To create a binary number, we need to add 0 and 1 to the binary number above, just like we can create 10 and 11 from 1 by adding 0 and 1. After generating a binary number, put -o append to generate the next number by adding 0 and 1. The time complexity of the given solution is O(n)O(n) because the same operation is performed n times.

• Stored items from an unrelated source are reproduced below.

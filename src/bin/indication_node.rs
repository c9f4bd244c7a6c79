//! Indication node: prefers the slave role, holds temporary mastership only
//! while no master exists.

use std::net::IpAddr;
use std::process::ExitCode;

use clap::Parser;
use tracing::{error, info};

use luxnet::node::{Node, Role, CLUSTER_PORT};
use luxnet::transport::{self, Transport};

#[derive(Parser)]
#[command(
    name = "indication-node",
    version,
    about = "Sensor/display node for a street-light cluster",
    after_help = "Examples:\n  indication-node 0.0.0.0 239.255.0.1\n  indication-node :: ff31::8000:1234"
)]
struct Args {
    /// Local address to bind the cluster socket on
    listen_address: IpAddr,

    /// Multicast group the cluster coordinates on
    multicast_address: IpAddr,
}

#[tokio::main]
async fn main() -> ExitCode {
    tracing_subscriber::fmt()
        .with_env_filter(
            tracing_subscriber::EnvFilter::from_default_env()
                .add_directive("luxnet=info".parse().unwrap()),
        )
        .init();

    let args = match Args::try_parse() {
        Ok(args) => args,
        Err(e) => {
            let _ = e.print();
            return ExitCode::FAILURE;
        }
    };

    let node = Node::new(Role::Indication);
    info!("indication node id={} port={}", node.block_id(), CLUSTER_PORT);

    let transport = match Transport::open(args.listen_address, args.multicast_address) {
        Ok(transport) => transport,
        Err(e) => {
            error!("startup failed: {e}");
            return ExitCode::FAILURE;
        }
    };

    match transport::run(node, transport).await {
        Ok(()) => ExitCode::SUCCESS,
        Err(e) => {
            error!("fatal: {e}");
            ExitCode::FAILURE
        }
    }
}
//! Control node: the cluster's permanent master candidate.

use std::net::IpAddr;
use std::process::ExitCode;

use clap::Parser;
use tracing::{error, info};

use luxnet::node::{Node, Role, CLUSTER_PORT};
use luxnet::transport::{self, Transport};

#[derive(Parser)]
#[command(
    name = "control-node",
    version,
    about = "Permanent master candidate for a street-light cluster",
    after_help = "Examples:\n  control-node 0.0.0.0 239.255.0.1\n  control-node :: ff31::8000:1234"
)]
struct Args {
    /// Local address to bind the cluster socket on
    listen_address: IpAddr,

    /// Multicast group the cluster coordinates on
    multicast_address: IpAddr,
}

#[tokio::main]
async fn main() -> ExitCode {
    tracing_subscriber::fmt()
        .with_env_filter(
            tracing_subscriber::EnvFilter::from_default_env()
                .add_directive("luxnet=info".parse().unwrap()),
        )
        .init();

    let args = match Args::try_parse() {
        Ok(args) => args,
        Err(e) => {
            let _ = e.print();
            return ExitCode::FAILURE;
        }
    };

    let node = Node::new(Role::Control);
    info!("control node id={} port={}", node.block_id(), CLUSTER_PORT);

    let transport = match Transport::open(args.listen_address, args.multicast_address) {
        Ok(transport) => transport,
        Err(e) => {
            error!("startup failed: {e}");
            return ExitCode::FAILURE;
        }
    };

    match transport::run(node, transport).await {
        Ok(()) => ExitCode::SUCCESS,
        Err(e) => {
            error!("fatal: {e}");
            ExitCode::FAILURE
        }
    }
}
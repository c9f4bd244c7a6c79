//! The single multiplexed protocol timer.
//!
//! The protocol never needs more than one pending deadline: retries while
//! electing, the poll cycle while master, the liveness watchdog while slave.
//! The node emits [`TimerArm`] commands; the event loop keeps exactly one
//! `(purpose, deadline)` slot, so arming supersedes whatever was pending and
//! a stale expiry can never be delivered.

use std::time::Duration;

use tokio::time::{sleep_until, Instant};

/// What the pending deadline means when it fires.
#[derive(Clone, Copy, Debug, PartialEq, Eq)]
pub enum TimerPurpose {
    /// Retry the multicast `slave_needed_req` while waiting for a slave.
    SlaveNeededRetry,
    /// Retry the multicast `master_needed_req` while waiting for a master.
    MasterNeededRetry,
    /// Next master poll cycle (`get_data_req`, every 5 s).
    PollCycle,
    /// Slave-side watchdog on the master's polls.
    MasterLiveness,
}

/// Command from the state machine: replace the pending deadline.
#[derive(Clone, Copy, Debug, PartialEq, Eq)]
pub struct TimerArm {
    pub purpose: TimerPurpose,
    pub after: Duration,
}

/// Loop-owned resettable deadline.
pub struct MuxTimer {
    slot: Option<(TimerPurpose, Instant)>,
}

impl MuxTimer {
    pub fn new() -> Self {
        MuxTimer { slot: None }
    }

    /// Replace the pending deadline; the superseded one is never delivered.
    pub fn arm(&mut self, cmd: TimerArm) {
        self.slot = Some((cmd.purpose, Instant::now() + cmd.after));
    }

    /// Drop the pending deadline after it has been delivered.
    pub fn clear(&mut self) {
        self.slot = None;
    }

    pub fn is_armed(&self) -> bool {
        self.slot.is_some()
    }

    /// Resolve when the armed deadline elapses; pend forever while idle.
    ///
    /// Cancellation-safe: the deadline lives in the slot, so the future can
    /// be dropped and recreated by `select!` on every loop iteration.
    pub async fn expired(&self) -> TimerPurpose {
        match self.slot {
            Some((purpose, at)) => {
                sleep_until(at).await;
                purpose
            }
            None => std::future::pending().await,
        }
    }
}

impl Default for MuxTimer {
    fn default() -> Self {
        Self::new()
    }
}

#[cfg(test)]
mod tests {
    use super::*;

    #[tokio::test(start_paused = true)]
    async fn rearming_supersedes_the_pending_deadline() {
        let mut timer = MuxTimer::new();
        timer.arm(TimerArm {
            purpose: TimerPurpose::SlaveNeededRetry,
            after: Duration::from_secs(3),
        });
        timer.arm(TimerArm {
            purpose: TimerPurpose::PollCycle,
            after: Duration::from_secs(5),
        });

        let fired = timer.expired().await;
        assert_eq!(fired, TimerPurpose::PollCycle);
    }

    #[tokio::test(start_paused = true)]
    async fn idle_timer_never_fires() {
        let timer = MuxTimer::new();
        assert!(!timer.is_armed());

        let expiry = timer.expired();
        tokio::select! {
            _ = expiry => panic!("idle timer fired"),
            _ = tokio::time::sleep(Duration::from_secs(60)) => {}
        }
    }
}
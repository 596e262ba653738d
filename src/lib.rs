//! An in-memory personal banking ledger.
//!
//! The core lives in [`ledger`]: customers hold accounts, accounts accept
//! deposits and withdrawals under per-account-type rules, and every accepted
//! operation lands in an append-only, timestamped history.
//!
//! Around the core, [`input`], [`output`] and [`run`] provide a CSV session
//! pipeline: a file of operations in, a summary of final balances out.

pub mod error_handler;
pub mod input;
pub mod ledger;
pub mod output;
pub mod run;
use bank_ledger::run::run;

use std::fs::File;

fn main() {
    tracing_subscriber::fmt()
        .with_env_filter(
            tracing_subscriber::EnvFilter::try_from_default_env()
                .unwrap_or_else(|_| "warn".into()),
        )
        .with_writer(std::io::stderr)
        .init();

    let path = std::env::args()
        .nth(1)
        .unwrap_or_else(|| "operations.csv".to_string());
    let input = File::open(path).expect("cannot open the operations file");

    run(input, std::io::stdout());
}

2. Explain how the priority queue system works.

In this program, you first create a queue and then implement a priority queue. Let me explain with an example.

Patient(name, code) => {
  this.name = name
  this.code = code
}

Queue() => {
    this.dataStore = []

    enqueue(element) => {
     this.dataStore.push(element)
    }
    dequeue() => {
       let priority = this.dataStore[0].code
       for (let i = 1; i < this.dataStore.length; ++i) {
         if (this.dataStore[i].code < priority) {
             priority = i
         }
       }
       return this.dataStore.splice(priority,1)
    }
     front() => {
     return this.dataStore[0]
    }
     back() => {
     return this.dataStore[this.dataStore.length-1]
    }
    toString() => {
        let retStr = ""
        for (let i = 0; i < this.dataStore.length; ++i) {
           retStr += this.dataStore[i].name + " code: " + this.dataStore[i].code + "\n"
        }
        return retStr
    }
     empty() => {
     if (this.dataStore.length == 0) {
        return true
     }
     else {
        return false
     }

}

let p = new Patient("Smith",5)
let ed = new Queue()
ed.enqueue(p)
p = new Patient("Jones", 4)
ed.enqueue(p)
p = new Patient("Fehrenbach", 6)
ed.enqueue(p)
p = new Patient("Brown", 1)
ed.enqueue(p)
p = new Patient("Ingram", 1)
ed.enqueue(p)

console.log(ed.toString())
let seen = ed.dequeue()
console.log("Patient being treated: " + seen[0].name)
console.log("Patients waiting to be seen: ")
console.log(ed.toString())

// another round
let seen = ed.dequeue()
console.log("Patient being treated: " + seen[0].name)
console.log("Patients waiting to be seen: ")
console.log(ed.toString())
let seen = ed.dequeue()
console.log("Patient being treated: " + seen[0].name)
console.log("Patients waiting to be seen: ")
console.log(ed.toString())

Generated output is like below:

Smith code: 5
Jones code: 4
Fehrenbach code: 6
Brown code: 1
Ingram code: 1

Patient being treated: Jones
Patients waiting to be seen:
Smith code: 5
Fehrenbach code: 6
Brown code: 1
Ingram code: 1

Patient being treated: Ingram
Patients waiting to be seen:
Smith code: 5
Fehrenbach code: 6
Brown code: 1

Patient being treated: Brown
Patients waiting to be seen:
Smith code: 5
Fehrenbach code: 6

As the name suggests, priority queue is used when you want to remove something from a queue based on priority. Here I take the example of a patient and her appointment number. It essentially represents the waiting room of any hospital. Here, the dequeue() function removes the patient from the queue based on the lowest priority, after which toString() modifies the processed patient object.